The year was 1973, and at just seven years of age, Darnell Cotton had caught the bug. In his hometown of Newburgh in upstate New York, a vibration was in the air. At the reigns were people like the D.O.C. & Company, DJ Kid Legend, Charlie Rock, and Eddie On. And in the street was the only place it could be found. Rapper’s Delight, commonly thought of as the first rap song, wouldn’t traverse airwaves for another six years. But on highways in the back seat of a car, rap music would migrate out from Brooklyn to places like parties at Mount St. Mary’s College in Darnell’s hometown. Ambassadors of the new sound would arrive with milkcrates full of vinyl to recruit new disciples. And at seven years old, by way of friends or family, Darnell would find a way in. Captivated, he could see himself on that stage, performing for the crowd. Back at home, with his parents and four siblings, the aural landscape was completely different. Major Harris, Gladys Knight, Earth, Wind, and Fire, The O-Jay’s, Luther Vandross, Teddy Pendergrass, Harold Melvin and the Blue Notes, and The Stylistics projected from those speakers. Darnell had a deep appreciation for this music as well. With one genre sometimes fueling building blocks for the other, in his mind the two styles would go hand-in-hand.

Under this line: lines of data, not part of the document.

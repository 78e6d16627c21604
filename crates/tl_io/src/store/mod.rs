//! Persistence seam for per-scope state.
//!
//! A scope owns three documents: its votes, its setup (which carries the tier
//! configuration) and the last derived tier assignment. Backends move
//! documents and hand out a per-scope lock through [`TierStore::lock_scope`];
//! callers hold it across each read-modify-write cycle.

use std::fs::File;

use fs2::FileExt;
use serde::{Deserialize, Serialize};
use tl_algo::{TierBuckets, VoteSet};
use tl_core::{ScopeConfig, ScopeId};

use crate::setup::ScopeSetup;
use crate::IoResult;

mod json_dir;
mod memory;

pub use json_dir::JsonDirStore;
pub use memory::MemoryStore;

/// Persisted tier assignment plus the digest of the inputs that produced it.
#[derive(Clone, Debug, PartialEq, Serialize, Deserialize)]
pub struct DerivedDoc {
    /// SHA-256 (hex) of the canonical `{config, votes}` document.
    pub inputs_sha256: String,
    pub damping: u32,
    pub tiers: TierBuckets,
}

/// Exclusive hold on one scope's documents. Released on drop.
#[must_use = "the scope is unlocked as soon as the guard is dropped"]
#[derive(Debug, Default)]
pub struct ScopeGuard {
    file: Option<File>,
}

impl ScopeGuard {
    pub(crate) fn holding(file: File) -> Self {
        ScopeGuard { file: Some(file) }
    }
}

impl Drop for ScopeGuard {
    fn drop(&mut self) {
        if let Some(file) = &self.file {
            let _ = FileExt::unlock(file);
        }
    }
}

pub trait TierStore: Send + Sync {
    /// Every scope with at least one stored document, sorted.
    fn list_scopes(&self) -> IoResult<Vec<ScopeId>>;

    /// Votes of `scope`; an unknown scope has none.
    fn load_votes(&self, scope: &ScopeId) -> IoResult<VoteSet>;
    fn save_votes(&self, scope: &ScopeId, votes: &VoteSet) -> IoResult<()>;

    fn load_setup(&self, scope: &ScopeId) -> IoResult<Option<ScopeSetup>>;
    fn save_setup(&self, scope: &ScopeId, setup: &ScopeSetup) -> IoResult<()>;

    fn load_derived(&self, scope: &ScopeId) -> IoResult<Option<DerivedDoc>>;
    fn save_derived(&self, scope: &ScopeId, doc: &DerivedDoc) -> IoResult<()>;

    /// Lock `scope` against writers sharing this backend, including other
    /// processes. Blocks until the lock is free. The default guard locks
    /// nothing, for backends that live inside one process.
    fn lock_scope(&self, _scope: &ScopeId) -> IoResult<ScopeGuard> {
        Ok(ScopeGuard::default())
    }

    /// The scope's stored tier configuration, if it has been set up.
    fn load_config(&self, scope: &ScopeId) -> IoResult<Option<ScopeConfig>> {
        Ok(self.load_setup(scope)?.map(|s| s.tiers))
    }
}

impl<S: TierStore + ?Sized> TierStore for std::sync::Arc<S> {
    fn list_scopes(&self) -> IoResult<Vec<ScopeId>> {
        (**self).list_scopes()
    }
    fn load_votes(&self, scope: &ScopeId) -> IoResult<VoteSet> {
        (**self).load_votes(scope)
    }
    fn save_votes(&self, scope: &ScopeId, votes: &VoteSet) -> IoResult<()> {
        (**self).save_votes(scope, votes)
    }
    fn load_setup(&self, scope: &ScopeId) -> IoResult<Option<ScopeSetup>> {
        (**self).load_setup(scope)
    }
    fn save_setup(&self, scope: &ScopeId, setup: &ScopeSetup) -> IoResult<()> {
        (**self).save_setup(scope, setup)
    }
    fn load_derived(&self, scope: &ScopeId) -> IoResult<Option<DerivedDoc>> {
        (**self).load_derived(scope)
    }
    fn save_derived(&self, scope: &ScopeId, doc: &DerivedDoc) -> IoResult<()> {
        (**self).save_derived(scope, doc)
    }
    fn lock_scope(&self, scope: &ScopeId) -> IoResult<ScopeGuard> {
        (**self).lock_scope(scope)
    }
}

In 1978, his family moved to Baton Rouge, Louisiana. And to put this time into perspective relative to the genre, the first rap song ever produced publicly didn’t even exist at this point. The following year would see the Fatback Band’s King Tim III (Personality Jock), the first rap song ever, pressed to a vinyl B-side. And even then, it was filed under disco and funk and cited on the charts as R&B. Being a time before the internet, his new surroundings were all but untouched by the influences of his old neighborhood. Without the support of radio, the progression of rap music swept across the states by way of people like Darnell. He had been there at ground zero. His mind and his mix tapes were the proof. At this point in time, the people in his new hometown were unaware. He recalled one evening at Leo’s Rollerland on Airway Drive in Baton Rouge, “As a matter of fact, when we came here my brother and them lied to the people and said we were the Sugar Hill Gang and was rapping their song. And when it came out (on the radio), they really believed it!” Over the next four to five years, like the landscape of music itself, Darnell’s life would see many changes. The older brothers he often hung with wouldn’t be around and he would stand on his own.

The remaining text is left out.